El precio, naturalmente, fue muy elevado. La Revolución entró en un periodo gris —así lo llamaron— , un proceso de burocratización que golpeó duramente la intelligentsia, el debate de ideas y la creatividad en múltiples frentes. Pero no había alternativa.
Hasta el Che, el hombre nuevo del futuro, en la definición de Fidel, el compañero por todos admirado y querido, que tenía sobre el mundo una mirada no siempre coincidente, reconoció en su carta de despedida, al salir para la aventura africana, que lamentaba no haber percibido completamente, más temprano, las capacidades de liderazgo y de visión estratégica que hacían del Comandante un revolucionario incomparable, único.
Lenin se destacó como líder incontestado en la más brillante generación de revolucionarios profesionales europeos del siglo XX. Fidel no fue tan afortunado ni eso era posible. El núcleo de cuadros revolucionarios del Ejército rebelde era insuficiente, después de la victoria, para enfrentar los tremendos desafíos planteados por la Historia. La generación que acompañó a Fidel se forjó en circunstancias muy adversas, en un pequeño país ya bloqueado por los EE.UU., víctima de una guerra no declarada.

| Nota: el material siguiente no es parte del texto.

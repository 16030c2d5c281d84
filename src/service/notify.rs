//! Direct messages to the bot owner.

use serenity::all::{CreateMessage, Http, UserId};

/// Sends notices to the configured owner, if any.
///
/// Delivery is best effort: the owner may have DMs closed, so failures are logged at
/// debug level and otherwise ignored.
#[derive(Debug, Clone, Copy)]
pub struct OwnerNotifier {
    owner_id: Option<UserId>,
}

impl OwnerNotifier {
    pub fn new(owner_id: Option<u64>) -> Self {
        Self {
            owner_id: owner_id.map(UserId::new),
        }
    }

    /// DMs `content` to the owner. Does nothing without an owner.
    pub async fn notify(&self, http: &Http, content: &str) {
        let Some(owner_id) = self.owner_id else {
            return;
        };

        if let Err(e) = owner_id
            .direct_message(http, CreateMessage::new().content(content))
            .await
        {
            tracing::debug!("Could not DM owner {}: {}", owner_id, e);
        }
    }
}

/// Notice sent to the owner for every new registration.
pub fn new_registration_notice(discord_tag: &str, nickname: &str, external_id: &str) -> String {
    format!(
        "🆕 Nuevo registro: {} | Nick: {} | ID: {}",
        discord_tag, nickname, external_id
    )
}

#[cfg(test)]
mod tests {
    use super::*;

    #[test]
    fn formats_registration_notice() {
        assert_eq!(
            new_registration_notice("pilot", "Maverick", "SP-1"),
            "🆕 Nuevo registro: pilot | Nick: Maverick | ID: SP-1"
        );
    }
}
//! Fixed-size page arithmetic shared by the leaderboard and userbase views.

/// Rows shown per embed page.
pub const PAGE_SIZE: u64 = 10;

/// Zero-indexed page over an ordered result set.
///
/// Page `n` covers rows `[n * per_page, n * per_page + per_page)`. Navigation never
/// moves before the first page or past the last page that contains rows.
#[derive(Debug, Clone, Copy, PartialEq, Eq)]
pub struct Pagination {
    /// Zero-indexed page number.
    pub page: u64,
    /// Number of rows per page.
    pub per_page: u64,
}

impl Pagination {
    /// Creates a pagination for `page` with the default page size.
    pub fn new(page: u64) -> Self {
        Self {
            page,
            per_page: PAGE_SIZE,
        }
    }

    /// Index of the first row on this page.
    pub fn offset(&self) -> u64 {
        self.page.saturating_mul(self.per_page)
    }

    /// Index of the last page that holds rows; `0` for an empty result set.
    pub fn last_page(&self, total: u64) -> u64 {
        if total == 0 {
            0
        } else {
            (total - 1) / self.per_page
        }
    }

    /// Number of pages to display, never less than one.
    pub fn total_pages(&self, total: u64) -> u64 {
        self.last_page(total) + 1
    }

    /// Moves the page back inside `[0, last_page]`.
    pub fn clamp(self, total: u64) -> Self {
        Self {
            page: self.page.min(self.last_page(total)),
            ..self
        }
    }

    /// Previous page, staying on the first page.
    pub fn prev(self) -> Self {
        Self {
            page: self.page.saturating_sub(1),
            ..self
        }
    }

    /// Next page if it holds at least one row, otherwise the current page.
    pub fn next(self, total: u64) -> Self {
        let has_next = (self.page + 1).saturating_mul(self.per_page) < total;
        Self {
            page: if has_next { self.page + 1 } else { self.page },
            ..self
        }
    }

    /// Returns the rows of this page from an already fetched list.
    pub fn slice<'a, T>(&self, items: &'a [T]) -> &'a [T] {
        let len = items.len() as u64;
        let start = self.offset().min(len) as usize;
        let end = self.offset().saturating_add(self.per_page).min(len) as usize;
        &items[start..end]
    }
}
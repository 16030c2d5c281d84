//! Domain models and parameter types.
//!
//! Domain models are converted from entity models at the repository boundary, so the
//! service and bot layers never see raw `i64` columns. Discord ids are plain `u64`
//! snowflakes everywhere above the data layer.

pub mod message_count;
pub mod pagination;
pub mod permitted_channel;
pub mod registration;
use super::*;

/// Tests that the allow-list is scoped per guild.
///
/// Verifies that permitting a channel id in one guild does not permit it in
/// another guild.
///
/// Expected: Ok(true) for the owning guild, Ok(false) otherwise
#[tokio::test]
async fn is_scoped_to_guild() -> Result<(), AppError> {
    let test = TestBuilder::new()
        .with_table(entity::prelude::PermittedChannel)
        .build()
        .await
        .unwrap();
    let db = test.db.as_ref().unwrap();

    factory::create_permitted_channel(db, GUILD_ID, 1001).await?;

    let repo = PermittedChannelRepository::new(db);

    assert!(repo.is_permitted(GUILD_ID, 1001).await?);
    assert!(!repo.is_permitted(OTHER_GUILD_ID, 1001).await?);
    assert!(!repo.is_permitted(GUILD_ID, 1002).await?);

    Ok(())
}
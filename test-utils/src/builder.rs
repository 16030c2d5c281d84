use entity::prelude::*;
use sea_orm::{sea_query::TableCreateStatement, EntityTrait, Schema};

use crate::{context::TestContext, error::TestError};

/// Builder for creating test contexts with customizable database schemas.
///
/// Provides a fluent interface for configuring test environments with in-memory SQLite
/// databases. Use the builder pattern to add entity tables, then call `build()` to
/// create the configured test context.
///
/// # Example
///
/// ```rust,ignore
/// use test_utils::builder::TestBuilder;
/// use entity::prelude::{PermittedChannel, MessageCount};
///
/// let test = TestBuilder::new()
///     .with_table(PermittedChannel)
///     .with_table(MessageCount)
///     .build()
///     .await?;
/// ```
pub struct TestBuilder {
    /// CREATE TABLE statements executed in insertion order during `build()`.
    tables: Vec<TableCreateStatement>,
}

impl Default for TestBuilder {
    fn default() -> Self {
        Self::new()
    }
}

impl TestBuilder {
    /// Creates a new test builder with no tables configured.
    pub fn new() -> Self {
        Self { tables: Vec::new() }
    }

    /// Adds an entity table to the test database schema.
    ///
    /// Generates a CREATE TABLE statement from the provided SeaORM entity using SQLite
    /// backend syntax. The table will be created when `build()` is called.
    ///
    /// # Arguments
    /// - `entity` - SeaORM entity model implementing `EntityTrait` to create table for
    ///
    /// # Returns
    /// - `Self` - Builder instance for method chaining
    pub fn with_table<E: EntityTrait>(mut self, entity: E) -> Self {
        let schema = Schema::new(sea_orm::DbBackend::Sqlite);
        self.tables.push(schema.create_table_from_entity(entity));
        self
    }

    /// Adds every table the bot uses.
    ///
    /// The tables have no foreign keys between them, so order does not matter.
    pub fn with_all_tables(self) -> Self {
        self.with_table(Registration)
            .with_table(PermittedChannel)
            .with_table(MessageCount)
    }

    /// Builds and initializes the test context with configured tables.
    ///
    /// # Returns
    /// - `Ok(TestContext)` - Fully initialized test context with database and tables ready
    /// - `Err(TestError::Database)`- Failed to connect to database or create tables
    pub async fn build(self) -> Result<TestContext, TestError> {
        let mut setup = TestContext::new();

        setup.with_tables(self.tables).await?;

        Ok(setup)
    }
}
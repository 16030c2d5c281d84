use super::*;

/// Tests reverse lookup when several users share one external id.
///
/// Verifies that every matching row is returned, most recently updated first, and
/// that rows with other ids are left out.
///
/// Expected: Ok with two registrations in updated_at descending order
#[tokio::test]
async fn returns_all_matches_newest_first() -> Result<(), AppError> {
    let test = TestBuilder::new()
        .with_table(entity::prelude::Registration)
        .build()
        .await
        .unwrap();
    let db = test.db.as_ref().unwrap();

    factory::registration::RegistrationFactory::new(db)
        .user_id(1)
        .external_id("SHARED")
        .updated_at(factory::helpers::seconds_ago(120))
        .build()
        .await?;
    factory::registration::RegistrationFactory::new(db)
        .user_id(2)
        .external_id("SHARED")
        .updated_at(factory::helpers::seconds_ago(10))
        .build()
        .await?;
    factory::registration::RegistrationFactory::new(db)
        .user_id(3)
        .external_id("OTHER")
        .build()
        .await?;

    let repo = RegistrationRepository::new(db);
    let matches = repo.find_by_external_id("SHARED").await?;

    let user_ids: Vec<u64> = matches.iter().map(|r| r.user_id).collect();
    assert_eq!(user_ids, vec![2, 1]);

    Ok(())
}

/// Tests reverse lookup with an id nobody registered.
///
/// Expected: Ok with empty vector
#[tokio::test]
async fn returns_empty_for_unknown_external_id() -> Result<(), AppError> {
    let test = TestBuilder::new()
        .with_table(entity::prelude::Registration)
        .build()
        .await
        .unwrap();
    let db = test.db.as_ref().unwrap();

    factory::create_registration(db).await?;

    let repo = RegistrationRepository::new(db);
    let matches = repo.find_by_external_id("does-not-exist").await?;

    assert!(matches.is_empty());

    Ok(())
}
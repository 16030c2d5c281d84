use super::*;

/// Tests resetting one user's count.
///
/// Expected: Ok(true) with the rest of the leaderboard intact
#[tokio::test]
async fn deletes_only_that_user() -> Result<(), AppError> {
    let test = TestBuilder::new()
        .with_table(entity::prelude::MessageCount)
        .build()
        .await
        .unwrap();
    let db = test.db.as_ref().unwrap();

    factory::create_message_count(db, GUILD_ID, 1, 4).await?;
    factory::create_message_count(db, GUILD_ID, 2, 7).await?;
    factory::create_message_count(db, OTHER_GUILD_ID, 1, 9).await?;

    let repo = MessageCountRepository::new(db);
    let removed = repo.reset_user(GUILD_ID, 1).await?;

    assert!(removed);
    assert!(repo.find(GUILD_ID, 1).await?.is_none());
    assert!(repo.find(GUILD_ID, 2).await?.is_some());
    assert!(repo.find(OTHER_GUILD_ID, 1).await?.is_some());

    Ok(())
}

/// Tests resetting a user without points.
///
/// Expected: Ok(false)
#[tokio::test]
async fn returns_false_for_user_without_points() -> Result<(), AppError> {
    let test = TestBuilder::new()
        .with_table(entity::prelude::MessageCount)
        .build()
        .await
        .unwrap();
    let db = test.db.as_ref().unwrap();

    let repo = MessageCountRepository::new(db);

    assert!(!repo.reset_user(GUILD_ID, 1).await?);

    Ok(())
}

Algunos historiadores critican en Fidel Castro un voluntarismo que nunca consiguió superar. Ese voluntarismo fue una constante en sus intervenciones en las luchas de su pueblo desde la Universidad. Incluso la definición misma que Fidel presenta del «marxismo-martiano» como síntesis del materialismo dialéctico y del idealismo que venía de Luz Caballero y Varela, confirma una evidencia: la Revolución Cubana configura un desafío a la lógica de la Historia. Así fue con el Moncada, con la aventura del Granma, la lucha en la Sierra y el choque posterior con el imperialismo estadounidense. La decisión de resistir y el coraje espartano del pueblo cubano, en un combate que confirmó la posibilidad de la resistencia, serán recordados por los siglos futuros como acontecimientos épicos de la Historia de la humanidad.

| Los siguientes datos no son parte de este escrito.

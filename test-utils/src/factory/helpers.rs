//! Shared helper utilities for factory methods.

use chrono::{Duration, NaiveDateTime, Utc};

/// Counter for generating unique IDs in tests.
static COUNTER: std::sync::atomic::AtomicU64 = std::sync::atomic::AtomicU64::new(1_000_000);

/// Gets the next unique counter value for test data.
///
/// # Returns
/// - `u64` - Next unique counter value
pub fn next_id() -> u64 {
    COUNTER.fetch_add(1, std::sync::atomic::Ordering::SeqCst)
}

/// Timestamp `seconds` before now, for building rows with a known ordering.
pub fn seconds_ago(seconds: i64) -> NaiveDateTime {
    (Utc::now() - Duration::seconds(seconds)).naive_utc()
}
//! Registro Bot Test Utils
//!
//! Provides shared testing utilities for building integration and unit tests for the
//! registration bot. This crate offers a builder pattern for creating test contexts with
//! in-memory SQLite databases and the bot's table schemas.
//!
//! # Overview
//!
//! The test utilities consist of four main components:
//! - **TestBuilder**: Fluent builder for configuring test environments
//! - **TestContext**: Test environment containing the database connection
//! - **factory**: Insert rows with sensible defaults
//! - **serenity**: Build Serenity API objects from JSON
//!
//! # Usage
//!
//! Use `TestBuilder` to create a test context with the required database tables:
//!
//! ```rust,ignore
//! use test_utils::builder::TestBuilder;
//! use entity::prelude::Registration;
//!
//! #[tokio::test]
//! async fn test_registration_operations() -> Result<(), TestError> {
//!     let test = TestBuilder::new()
//!         .with_table(Registration)
//!         .build()
//!         .await?;
//!
//!     let db = test.db.unwrap();
//!     // Perform database operations...
//!
//!     Ok(())
//! }
//! ```

pub mod builder;
pub mod context;
pub mod error;
pub mod factory;
pub mod serenity;
use super::*;

/// Tests removing a permitted channel.
///
/// Expected: Ok(true) and the channel no longer counts
#[tokio::test]
async fn unpermits_existing_channel() -> Result<(), AppError> {
    let test = TestBuilder::new()
        .with_table(entity::prelude::PermittedChannel)
        .build()
        .await
        .unwrap();
    let db = test.db.as_ref().unwrap();

    factory::create_permitted_channel(db, GUILD_ID, 1001).await?;
    factory::create_permitted_channel(db, GUILD_ID, 1002).await?;

    let repo = PermittedChannelRepository::new(db);
    let removed = repo.unpermit(GUILD_ID, 1001).await?;

    assert!(removed);
    assert!(!repo.is_permitted(GUILD_ID, 1001).await?);
    assert!(repo.is_permitted(GUILD_ID, 1002).await?);

    Ok(())
}

/// Tests removing a channel that was never permitted.
///
/// Expected: Ok(false)
#[tokio::test]
async fn returns_false_for_unknown_channel() -> Result<(), AppError> {
    let test = TestBuilder::new()
        .with_table(entity::prelude::PermittedChannel)
        .build()
        .await
        .unwrap();
    let db = test.db.as_ref().unwrap();

    let repo = PermittedChannelRepository::new(db);
    let removed = repo.unpermit(GUILD_ID, 1001).await?;

    assert!(!removed);

    Ok(())
}
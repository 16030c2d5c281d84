use super::*;

/// Tests permitting a new channel.
///
/// Expected: Ok(true) and the channel is permitted afterwards
#[tokio::test]
async fn permits_new_channel() -> Result<(), AppError> {
    let test = TestBuilder::new()
        .with_table(entity::prelude::PermittedChannel)
        .build()
        .await
        .unwrap();
    let db = test.db.as_ref().unwrap();

    let repo = PermittedChannelRepository::new(db);
    let added = repo.permit(GUILD_ID, 1001).await?;

    assert!(added);
    assert!(repo.is_permitted(GUILD_ID, 1001).await?);

    Ok(())
}

/// Tests permitting a channel that is already on the allow-list.
///
/// Verifies that the second call is a no-op rather than a conflict error.
///
/// Expected: Ok(false) with a single row stored
#[tokio::test]
async fn permitting_twice_is_noop() -> Result<(), AppError> {
    let test = TestBuilder::new()
        .with_table(entity::prelude::PermittedChannel)
        .build()
        .await
        .unwrap();
    let db = test.db.as_ref().unwrap();

    factory::create_permitted_channel(db, GUILD_ID, 1001).await?;

    let repo = PermittedChannelRepository::new(db);
    let added = repo.permit(GUILD_ID, 1001).await?;

    assert!(!added);
    assert_eq!(repo.get_by_guild(GUILD_ID).await?.len(), 1);

    Ok(())
}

Ocurre que lo épico no puede ser explicado por la razón. Para comprender la excepción Fidel, los tratados de ciencia política son insuficientes.
Identifico en él una síntesis de héroes mitológicos y de héroes modernos que lo han inspirado en un batallar que ya se transformó en Historia. Fidel trae a la memoria a Aquiles, Martí y Bolívar.

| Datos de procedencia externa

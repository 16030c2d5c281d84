//! Interaction routing: slash commands go to the command table, button clicks to the
//! pager.

use chrono::Utc;
use serenity::all::{
    CommandInteraction, ComponentInteraction, Context, CreateInteractionResponse,
    CreateInteractionResponseMessage, Interaction,
};

use crate::{
    bot::{
        command,
        state::BotState,
        view::pager::{is_expired, PagerId, PagerView},
    },
    error::AppError,
};

pub async fn handle_interaction(state: &BotState, ctx: Context, interaction: Interaction) {
    match interaction {
        Interaction::Command(command) => handle_command(state, &ctx, &command).await,
        Interaction::Component(component) => handle_component(state, &ctx, &component).await,
        _ => {}
    }
}

async fn handle_command(state: &BotState, ctx: &Context, interaction: &CommandInteraction) {
    tracing::debug!(
        "Command /{} from {} ({})",
        interaction.data.name,
        interaction.user.tag(),
        interaction.user.id
    );

    if let Err(e) = command::dispatch(ctx, state, interaction).await {
        if let Err(send_err) = interaction
            .create_response(&ctx.http, error_response(&e))
            .await
        {
            tracing::error!(
                "Failed to report error for /{}: {} (original error: {})",
                interaction.data.name,
                send_err,
                e
            );
        }
    }
}

async fn handle_component(state: &BotState, ctx: &Context, component: &ComponentInteraction) {
    let Some(pager) = PagerId::parse(&component.data.custom_id) else {
        tracing::debug!("Ignoring unknown component {}", component.data.custom_id);
        return;
    };

    let result = if view_expired(component) {
        close_view(ctx, component).await
    } else {
        match pager.view {
            PagerView::Leaderboard => {
                command::leaderboard::turn_page(ctx, state, component, pager).await
            }
            PagerView::Userbase => command::userbase::turn_page(ctx, state, component, pager).await,
        }
    };

    if let Err(e) = result {
        if let Err(send_err) = component
            .create_response(&ctx.http, error_response(&e))
            .await
        {
            tracing::error!(
                "Failed to report error for component {}: {} (original error: {})",
                component.data.custom_id,
                send_err,
                e
            );
        }
    }
}

/// Whether the message holding the buttons was last updated too long ago.
fn view_expired(component: &ComponentInteraction) -> bool {
    let last_update = component
        .message
        .edited_timestamp
        .unwrap_or(component.message.timestamp);

    is_expired(last_update.unix_timestamp(), Utc::now().timestamp())
}

/// Removes the buttons of an expired view, leaving its embed in place.
async fn close_view(ctx: &Context, component: &ComponentInteraction) -> Result<(), AppError> {
    component
        .create_response(
            &ctx.http,
            CreateInteractionResponse::UpdateMessage(
                CreateInteractionResponseMessage::new().components(Vec::new()),
            ),
        )
        .await?;

    Ok(())
}

/// Ephemeral reply carrying the user-facing message of an error.
fn error_response(error: &AppError) -> CreateInteractionResponse {
    CreateInteractionResponse::Message(
        CreateInteractionResponseMessage::new()
            .content(error.user_message())
            .ephemeral(true),
    )
}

Del griego y el venezolano heredó el coraje sobrehumano y el hambre de los retos de apariencia imposible. Pero Fidel no sintió nunca la sed de gloria que Bolívar no dominó. La no ambición fue su compañera permanente. Contrariamente a Aquiles no atravesó el mar para destruir Troyas contemporáneas; su gente atravesó un océano pero para llevar solidaridad a pueblos que combatían por la libertad.
Del cubano Martí aprendió que Revolución ninguna puede vencer sin fidelidad a una concepción ética de la vida, sin amor por el hombre. Y, por humano, presenta también algunos defectos de los tres.
Al redactar estas líneas recuerdo una conocida afirmación suya: el deber del revolucionario es hacer la Revolución. Pocos hombres en milenios de Historia han colocado con tanta coherencia su vida al servicio de ese objetivo, erigido en infinito absoluto.
Lo imagino en su cama, insensible al huracán de calumnias desencadenado por su enfermedad y emocionado por el otro huracán, el del afecto, respeto y admiración. Los revolucionarios de todos los pueblos, doquiera que se encuentren le desean un rápido restablecimiento. Le agradecen lo que hizo por la humanidad.
Fidel casi transportó en hombros el Estado y el Partido en momentos de crisis. Y eso fue negativo. Por tener conciencia de la ley de la vida, sabe que exigió de su cuerpo mortal mucho más de lo que podía y debía. Exageró.
Recuperada la salud, podrá ser por algunos años más una conciencia actuante de la humanidad revolucionaria si, alejado de agotadoras tareas del cotidiano, utiliza el tiempo para transmitir a su pueblo y al mundo el saber y la experiencia acumulados, su lección de moderno Aquiles, de discípulo de Bolívar.